Task instructions:
Among the entries below, extract exactly the lines that run from the one with "to an exact" through the one with "Placing value $v$", both ends included.

Given information:
== Segment start ==

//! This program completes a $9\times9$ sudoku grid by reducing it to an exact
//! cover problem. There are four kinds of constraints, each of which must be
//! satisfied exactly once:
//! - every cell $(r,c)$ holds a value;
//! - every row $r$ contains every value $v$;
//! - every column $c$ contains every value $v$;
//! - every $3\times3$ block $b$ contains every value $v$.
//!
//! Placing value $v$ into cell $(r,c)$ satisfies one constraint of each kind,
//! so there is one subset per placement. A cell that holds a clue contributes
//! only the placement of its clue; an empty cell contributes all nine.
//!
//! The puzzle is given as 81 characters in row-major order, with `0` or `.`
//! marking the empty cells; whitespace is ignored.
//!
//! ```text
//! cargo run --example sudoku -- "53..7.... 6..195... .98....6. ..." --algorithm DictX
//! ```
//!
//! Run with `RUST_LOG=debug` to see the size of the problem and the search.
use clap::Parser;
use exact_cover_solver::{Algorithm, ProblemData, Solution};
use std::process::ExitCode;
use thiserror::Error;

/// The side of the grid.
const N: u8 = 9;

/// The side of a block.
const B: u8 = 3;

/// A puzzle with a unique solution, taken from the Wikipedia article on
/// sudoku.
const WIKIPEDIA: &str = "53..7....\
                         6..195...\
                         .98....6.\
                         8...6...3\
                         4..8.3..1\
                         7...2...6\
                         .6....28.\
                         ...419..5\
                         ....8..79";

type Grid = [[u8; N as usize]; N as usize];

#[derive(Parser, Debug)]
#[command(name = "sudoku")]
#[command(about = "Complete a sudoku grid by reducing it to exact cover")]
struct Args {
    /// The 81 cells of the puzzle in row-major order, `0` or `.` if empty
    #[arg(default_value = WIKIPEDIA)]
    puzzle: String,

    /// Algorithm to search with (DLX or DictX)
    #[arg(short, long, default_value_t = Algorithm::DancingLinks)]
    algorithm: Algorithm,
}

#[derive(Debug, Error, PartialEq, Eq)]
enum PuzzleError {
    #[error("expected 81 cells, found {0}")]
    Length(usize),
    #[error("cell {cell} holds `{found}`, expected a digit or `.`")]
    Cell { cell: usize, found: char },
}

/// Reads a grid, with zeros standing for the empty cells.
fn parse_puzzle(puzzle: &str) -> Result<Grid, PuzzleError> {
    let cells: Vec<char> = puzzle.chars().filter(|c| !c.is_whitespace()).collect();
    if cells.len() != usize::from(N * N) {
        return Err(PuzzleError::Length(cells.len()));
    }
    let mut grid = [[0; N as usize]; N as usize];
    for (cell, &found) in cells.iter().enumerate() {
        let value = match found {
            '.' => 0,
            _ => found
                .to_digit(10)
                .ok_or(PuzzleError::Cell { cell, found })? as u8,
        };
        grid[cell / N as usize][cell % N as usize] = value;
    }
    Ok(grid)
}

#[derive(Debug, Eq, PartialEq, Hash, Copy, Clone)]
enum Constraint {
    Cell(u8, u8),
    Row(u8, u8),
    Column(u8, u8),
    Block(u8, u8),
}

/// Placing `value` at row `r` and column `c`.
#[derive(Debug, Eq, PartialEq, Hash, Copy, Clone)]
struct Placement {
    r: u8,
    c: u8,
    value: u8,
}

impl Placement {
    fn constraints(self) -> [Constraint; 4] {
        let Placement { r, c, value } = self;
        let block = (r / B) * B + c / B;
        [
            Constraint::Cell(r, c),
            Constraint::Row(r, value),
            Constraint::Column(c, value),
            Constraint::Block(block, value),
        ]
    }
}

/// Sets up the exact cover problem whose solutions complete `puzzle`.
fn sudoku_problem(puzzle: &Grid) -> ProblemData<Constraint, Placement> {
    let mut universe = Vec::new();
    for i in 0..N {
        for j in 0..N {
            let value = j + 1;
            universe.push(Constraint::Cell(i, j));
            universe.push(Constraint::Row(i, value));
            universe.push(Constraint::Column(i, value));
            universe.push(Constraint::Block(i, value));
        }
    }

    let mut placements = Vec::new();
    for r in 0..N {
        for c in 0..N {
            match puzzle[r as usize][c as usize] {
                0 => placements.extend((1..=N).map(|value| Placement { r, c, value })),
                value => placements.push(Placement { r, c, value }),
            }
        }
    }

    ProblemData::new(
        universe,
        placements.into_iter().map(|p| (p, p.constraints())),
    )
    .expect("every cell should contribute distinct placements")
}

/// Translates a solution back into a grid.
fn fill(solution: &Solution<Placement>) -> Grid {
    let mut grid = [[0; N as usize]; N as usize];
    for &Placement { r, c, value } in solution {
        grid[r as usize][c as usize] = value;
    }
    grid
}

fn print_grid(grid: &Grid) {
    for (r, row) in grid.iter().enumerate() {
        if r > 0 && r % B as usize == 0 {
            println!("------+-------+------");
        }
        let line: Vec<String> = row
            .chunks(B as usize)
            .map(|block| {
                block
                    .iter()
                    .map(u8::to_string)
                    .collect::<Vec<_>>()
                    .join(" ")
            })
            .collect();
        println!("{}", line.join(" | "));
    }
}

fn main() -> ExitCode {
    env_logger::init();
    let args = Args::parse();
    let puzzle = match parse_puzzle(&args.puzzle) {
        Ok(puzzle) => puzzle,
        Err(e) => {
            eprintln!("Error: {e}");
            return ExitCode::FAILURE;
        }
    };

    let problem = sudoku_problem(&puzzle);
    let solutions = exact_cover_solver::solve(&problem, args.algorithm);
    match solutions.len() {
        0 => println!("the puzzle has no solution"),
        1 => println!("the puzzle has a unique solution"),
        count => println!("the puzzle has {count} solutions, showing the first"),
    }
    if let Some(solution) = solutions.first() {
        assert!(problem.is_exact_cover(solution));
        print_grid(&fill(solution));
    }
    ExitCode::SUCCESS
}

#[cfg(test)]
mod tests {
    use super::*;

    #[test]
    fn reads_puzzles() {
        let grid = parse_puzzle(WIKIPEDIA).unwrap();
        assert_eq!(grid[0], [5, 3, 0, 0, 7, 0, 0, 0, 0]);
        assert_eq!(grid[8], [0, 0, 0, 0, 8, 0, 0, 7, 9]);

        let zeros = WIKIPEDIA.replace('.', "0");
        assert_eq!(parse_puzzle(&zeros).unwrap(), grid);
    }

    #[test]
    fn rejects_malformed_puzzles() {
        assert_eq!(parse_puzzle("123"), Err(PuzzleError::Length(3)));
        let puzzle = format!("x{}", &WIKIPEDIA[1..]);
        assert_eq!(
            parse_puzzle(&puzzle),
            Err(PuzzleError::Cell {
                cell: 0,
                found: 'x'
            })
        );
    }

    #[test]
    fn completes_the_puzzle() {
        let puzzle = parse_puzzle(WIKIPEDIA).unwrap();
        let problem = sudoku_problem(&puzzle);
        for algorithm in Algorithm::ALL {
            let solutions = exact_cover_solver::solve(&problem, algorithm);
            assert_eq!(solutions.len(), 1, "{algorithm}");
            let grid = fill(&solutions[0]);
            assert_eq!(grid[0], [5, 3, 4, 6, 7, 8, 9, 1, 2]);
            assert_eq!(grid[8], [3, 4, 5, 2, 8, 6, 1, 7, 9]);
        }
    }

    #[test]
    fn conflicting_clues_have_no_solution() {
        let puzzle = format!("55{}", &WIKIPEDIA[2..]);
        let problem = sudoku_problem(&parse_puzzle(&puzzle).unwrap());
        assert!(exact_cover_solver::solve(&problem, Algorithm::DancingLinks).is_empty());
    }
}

== Segment end ==
== Segment start ==

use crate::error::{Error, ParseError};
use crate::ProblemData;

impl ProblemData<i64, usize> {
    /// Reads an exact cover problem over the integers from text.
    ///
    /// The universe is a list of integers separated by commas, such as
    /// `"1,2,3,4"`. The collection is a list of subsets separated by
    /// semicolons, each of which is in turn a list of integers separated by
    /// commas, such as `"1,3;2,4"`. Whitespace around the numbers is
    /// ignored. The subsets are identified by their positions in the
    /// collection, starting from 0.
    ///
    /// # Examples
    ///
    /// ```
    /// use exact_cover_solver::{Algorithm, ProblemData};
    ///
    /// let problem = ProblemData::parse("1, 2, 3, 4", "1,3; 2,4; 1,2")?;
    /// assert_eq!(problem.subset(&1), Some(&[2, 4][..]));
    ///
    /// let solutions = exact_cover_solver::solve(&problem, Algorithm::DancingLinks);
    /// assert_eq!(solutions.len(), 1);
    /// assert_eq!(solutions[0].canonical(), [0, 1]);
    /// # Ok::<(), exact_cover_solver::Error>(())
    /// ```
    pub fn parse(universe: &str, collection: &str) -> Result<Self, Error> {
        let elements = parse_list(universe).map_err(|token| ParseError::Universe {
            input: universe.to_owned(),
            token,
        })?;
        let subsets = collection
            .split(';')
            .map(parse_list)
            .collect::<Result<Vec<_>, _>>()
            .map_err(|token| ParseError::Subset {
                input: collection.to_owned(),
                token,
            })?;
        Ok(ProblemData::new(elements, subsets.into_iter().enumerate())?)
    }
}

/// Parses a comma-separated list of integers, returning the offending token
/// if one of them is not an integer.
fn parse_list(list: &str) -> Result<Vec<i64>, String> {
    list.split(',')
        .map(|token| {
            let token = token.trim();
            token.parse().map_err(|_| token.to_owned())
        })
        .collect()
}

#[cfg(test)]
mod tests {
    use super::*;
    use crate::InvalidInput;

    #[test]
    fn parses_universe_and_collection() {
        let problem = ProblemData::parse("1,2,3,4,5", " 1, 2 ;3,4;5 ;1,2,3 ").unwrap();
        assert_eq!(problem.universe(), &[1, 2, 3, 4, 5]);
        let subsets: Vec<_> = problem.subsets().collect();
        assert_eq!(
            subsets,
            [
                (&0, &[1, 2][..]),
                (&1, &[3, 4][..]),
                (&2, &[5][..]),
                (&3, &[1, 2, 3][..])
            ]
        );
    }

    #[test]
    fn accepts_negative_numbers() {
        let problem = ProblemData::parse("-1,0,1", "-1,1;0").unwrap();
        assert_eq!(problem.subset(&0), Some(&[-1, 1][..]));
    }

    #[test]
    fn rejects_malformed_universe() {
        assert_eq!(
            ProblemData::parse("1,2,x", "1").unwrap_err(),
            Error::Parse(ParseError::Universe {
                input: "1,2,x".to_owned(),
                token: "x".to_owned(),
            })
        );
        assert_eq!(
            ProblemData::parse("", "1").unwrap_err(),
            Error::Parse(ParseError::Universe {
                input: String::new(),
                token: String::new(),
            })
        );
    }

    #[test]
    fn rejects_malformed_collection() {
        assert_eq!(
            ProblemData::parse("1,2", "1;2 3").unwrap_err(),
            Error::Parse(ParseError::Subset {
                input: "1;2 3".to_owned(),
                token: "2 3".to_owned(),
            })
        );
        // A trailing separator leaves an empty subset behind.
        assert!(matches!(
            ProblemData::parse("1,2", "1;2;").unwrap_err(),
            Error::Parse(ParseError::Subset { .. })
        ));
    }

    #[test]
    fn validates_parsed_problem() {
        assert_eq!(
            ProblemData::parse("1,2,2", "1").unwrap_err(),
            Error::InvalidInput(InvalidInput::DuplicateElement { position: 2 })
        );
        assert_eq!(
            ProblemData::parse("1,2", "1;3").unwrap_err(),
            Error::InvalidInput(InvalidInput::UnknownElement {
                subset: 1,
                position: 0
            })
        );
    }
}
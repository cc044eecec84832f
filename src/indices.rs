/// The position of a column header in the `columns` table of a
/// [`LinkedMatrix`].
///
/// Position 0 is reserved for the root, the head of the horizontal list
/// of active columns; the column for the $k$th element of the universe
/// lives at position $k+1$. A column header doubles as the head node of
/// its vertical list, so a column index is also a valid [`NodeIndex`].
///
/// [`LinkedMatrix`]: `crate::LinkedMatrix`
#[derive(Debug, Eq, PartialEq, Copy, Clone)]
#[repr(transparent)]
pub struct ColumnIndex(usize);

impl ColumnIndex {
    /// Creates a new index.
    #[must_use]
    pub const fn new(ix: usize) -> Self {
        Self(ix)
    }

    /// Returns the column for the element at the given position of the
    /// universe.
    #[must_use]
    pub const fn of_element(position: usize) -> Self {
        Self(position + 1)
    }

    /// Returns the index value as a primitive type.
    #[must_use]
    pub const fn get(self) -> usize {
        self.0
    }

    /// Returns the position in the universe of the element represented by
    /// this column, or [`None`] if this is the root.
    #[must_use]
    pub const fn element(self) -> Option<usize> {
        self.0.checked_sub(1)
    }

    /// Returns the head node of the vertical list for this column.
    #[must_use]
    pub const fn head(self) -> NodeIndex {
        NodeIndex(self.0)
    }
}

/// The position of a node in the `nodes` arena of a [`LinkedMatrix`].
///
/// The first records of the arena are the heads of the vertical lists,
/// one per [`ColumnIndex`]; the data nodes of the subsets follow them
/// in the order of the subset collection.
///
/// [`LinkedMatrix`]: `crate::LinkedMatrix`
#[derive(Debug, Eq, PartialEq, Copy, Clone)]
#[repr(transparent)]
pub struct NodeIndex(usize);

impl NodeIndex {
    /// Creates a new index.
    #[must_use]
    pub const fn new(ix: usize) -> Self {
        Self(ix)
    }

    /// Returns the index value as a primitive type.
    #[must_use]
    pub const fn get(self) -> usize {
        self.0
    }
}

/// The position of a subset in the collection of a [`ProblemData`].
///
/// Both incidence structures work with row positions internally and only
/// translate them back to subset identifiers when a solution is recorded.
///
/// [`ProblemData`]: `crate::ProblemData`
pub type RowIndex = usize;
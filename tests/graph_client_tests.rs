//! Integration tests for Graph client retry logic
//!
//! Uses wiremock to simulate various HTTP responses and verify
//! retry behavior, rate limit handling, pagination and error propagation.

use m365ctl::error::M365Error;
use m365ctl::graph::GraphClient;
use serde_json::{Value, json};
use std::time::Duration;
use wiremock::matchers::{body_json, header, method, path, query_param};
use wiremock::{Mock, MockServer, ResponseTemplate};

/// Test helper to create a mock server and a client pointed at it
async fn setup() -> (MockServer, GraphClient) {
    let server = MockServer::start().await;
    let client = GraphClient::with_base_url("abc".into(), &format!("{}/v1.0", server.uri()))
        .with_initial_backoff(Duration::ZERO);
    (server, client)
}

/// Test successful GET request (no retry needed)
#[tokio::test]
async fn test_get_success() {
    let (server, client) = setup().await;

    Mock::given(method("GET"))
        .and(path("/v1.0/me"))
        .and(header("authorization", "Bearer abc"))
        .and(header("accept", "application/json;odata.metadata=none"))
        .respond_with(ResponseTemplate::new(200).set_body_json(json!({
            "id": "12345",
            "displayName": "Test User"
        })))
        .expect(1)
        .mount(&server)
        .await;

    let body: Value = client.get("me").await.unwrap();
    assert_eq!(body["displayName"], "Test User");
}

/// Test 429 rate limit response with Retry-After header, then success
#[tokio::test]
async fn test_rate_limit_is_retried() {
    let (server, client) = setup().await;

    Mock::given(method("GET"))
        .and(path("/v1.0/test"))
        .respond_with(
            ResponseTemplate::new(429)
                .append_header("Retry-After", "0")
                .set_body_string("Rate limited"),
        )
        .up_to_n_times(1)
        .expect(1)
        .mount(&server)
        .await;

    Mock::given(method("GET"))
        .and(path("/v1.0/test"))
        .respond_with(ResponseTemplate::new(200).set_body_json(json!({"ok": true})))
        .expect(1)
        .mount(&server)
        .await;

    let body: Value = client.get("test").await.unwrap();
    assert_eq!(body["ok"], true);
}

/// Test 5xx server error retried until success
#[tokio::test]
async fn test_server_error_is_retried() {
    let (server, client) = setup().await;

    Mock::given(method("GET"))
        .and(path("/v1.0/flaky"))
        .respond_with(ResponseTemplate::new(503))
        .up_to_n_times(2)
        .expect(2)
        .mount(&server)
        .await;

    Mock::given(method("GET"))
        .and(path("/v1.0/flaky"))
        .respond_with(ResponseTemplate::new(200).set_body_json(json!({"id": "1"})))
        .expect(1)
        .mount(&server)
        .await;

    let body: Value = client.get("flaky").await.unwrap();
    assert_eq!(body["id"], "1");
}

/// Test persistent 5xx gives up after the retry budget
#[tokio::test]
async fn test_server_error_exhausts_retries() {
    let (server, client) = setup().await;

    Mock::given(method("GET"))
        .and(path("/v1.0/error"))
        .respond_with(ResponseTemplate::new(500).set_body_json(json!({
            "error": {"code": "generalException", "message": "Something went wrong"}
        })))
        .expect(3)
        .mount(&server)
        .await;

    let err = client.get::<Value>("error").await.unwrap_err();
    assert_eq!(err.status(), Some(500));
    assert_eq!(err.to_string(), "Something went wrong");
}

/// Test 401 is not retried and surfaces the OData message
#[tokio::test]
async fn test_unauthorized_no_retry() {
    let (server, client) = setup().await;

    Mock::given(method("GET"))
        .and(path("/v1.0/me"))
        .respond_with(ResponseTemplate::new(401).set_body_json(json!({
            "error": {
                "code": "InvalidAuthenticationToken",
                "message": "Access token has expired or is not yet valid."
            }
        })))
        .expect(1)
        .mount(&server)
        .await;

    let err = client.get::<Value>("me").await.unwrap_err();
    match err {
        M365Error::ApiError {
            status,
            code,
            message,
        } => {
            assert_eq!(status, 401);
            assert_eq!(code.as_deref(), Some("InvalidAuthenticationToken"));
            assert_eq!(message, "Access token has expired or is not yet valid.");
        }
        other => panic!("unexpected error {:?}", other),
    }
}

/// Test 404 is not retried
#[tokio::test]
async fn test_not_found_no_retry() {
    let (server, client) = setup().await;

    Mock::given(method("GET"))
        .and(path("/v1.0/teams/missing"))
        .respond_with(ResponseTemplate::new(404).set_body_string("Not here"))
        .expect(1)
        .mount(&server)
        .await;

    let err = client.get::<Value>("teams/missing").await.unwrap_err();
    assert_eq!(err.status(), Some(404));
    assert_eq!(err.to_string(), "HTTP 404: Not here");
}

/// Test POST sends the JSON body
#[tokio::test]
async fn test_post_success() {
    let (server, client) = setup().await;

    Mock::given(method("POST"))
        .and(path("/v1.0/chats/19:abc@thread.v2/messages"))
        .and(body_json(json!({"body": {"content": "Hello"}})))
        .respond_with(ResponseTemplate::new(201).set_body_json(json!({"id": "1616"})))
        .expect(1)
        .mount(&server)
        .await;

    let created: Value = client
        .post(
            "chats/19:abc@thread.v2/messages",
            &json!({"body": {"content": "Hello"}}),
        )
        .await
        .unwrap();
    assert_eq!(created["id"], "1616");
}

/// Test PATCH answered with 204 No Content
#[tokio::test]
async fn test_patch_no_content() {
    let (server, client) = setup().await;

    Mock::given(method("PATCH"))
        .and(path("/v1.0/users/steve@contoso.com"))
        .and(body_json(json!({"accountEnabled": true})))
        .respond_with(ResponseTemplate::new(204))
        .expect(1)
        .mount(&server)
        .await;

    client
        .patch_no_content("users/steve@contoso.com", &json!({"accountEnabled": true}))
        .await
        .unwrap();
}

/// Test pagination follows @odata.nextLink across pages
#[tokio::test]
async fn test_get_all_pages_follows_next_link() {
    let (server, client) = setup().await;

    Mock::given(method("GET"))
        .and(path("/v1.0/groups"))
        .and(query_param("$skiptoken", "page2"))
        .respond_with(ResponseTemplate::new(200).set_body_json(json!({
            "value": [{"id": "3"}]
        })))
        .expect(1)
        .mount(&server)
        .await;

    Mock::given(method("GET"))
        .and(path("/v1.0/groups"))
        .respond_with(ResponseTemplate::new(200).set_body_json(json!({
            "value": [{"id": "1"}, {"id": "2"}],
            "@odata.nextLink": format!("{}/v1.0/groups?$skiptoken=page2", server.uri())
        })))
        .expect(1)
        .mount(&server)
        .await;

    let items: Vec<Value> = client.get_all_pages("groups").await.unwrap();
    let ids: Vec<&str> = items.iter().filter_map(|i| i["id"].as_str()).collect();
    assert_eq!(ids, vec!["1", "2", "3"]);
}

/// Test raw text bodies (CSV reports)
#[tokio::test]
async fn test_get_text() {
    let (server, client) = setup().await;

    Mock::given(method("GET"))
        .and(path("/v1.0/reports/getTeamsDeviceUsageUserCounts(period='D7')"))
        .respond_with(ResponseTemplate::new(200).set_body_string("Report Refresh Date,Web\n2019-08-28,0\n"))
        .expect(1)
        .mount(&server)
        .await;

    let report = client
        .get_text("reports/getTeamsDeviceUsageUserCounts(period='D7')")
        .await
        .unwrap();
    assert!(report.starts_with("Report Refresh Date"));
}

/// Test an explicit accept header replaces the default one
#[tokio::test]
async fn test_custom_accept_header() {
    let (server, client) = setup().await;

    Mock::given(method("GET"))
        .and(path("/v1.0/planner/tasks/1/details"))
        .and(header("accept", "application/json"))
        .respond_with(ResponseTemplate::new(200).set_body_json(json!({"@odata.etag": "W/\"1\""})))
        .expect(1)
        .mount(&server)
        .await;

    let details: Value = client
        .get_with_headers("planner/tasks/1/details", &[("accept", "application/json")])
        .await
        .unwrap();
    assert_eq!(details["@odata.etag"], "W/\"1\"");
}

== Segment end ==

Answer:
//! This program completes a $9\times9$ sudoku grid by reducing it to an exact
//! cover problem. There are four kinds of constraints, each of which must be
//! satisfied exactly once:
//! - every cell $(r,c)$ holds a value;
//! - every row $r$ contains every value $v$;
//! - every column $c$ contains every value $v$;
//! - every $3\times3$ block $b$ contains every value $v$.
//!
//! Placing value $v$ into cell $(r,c)$ satisfies one constraint of each kind,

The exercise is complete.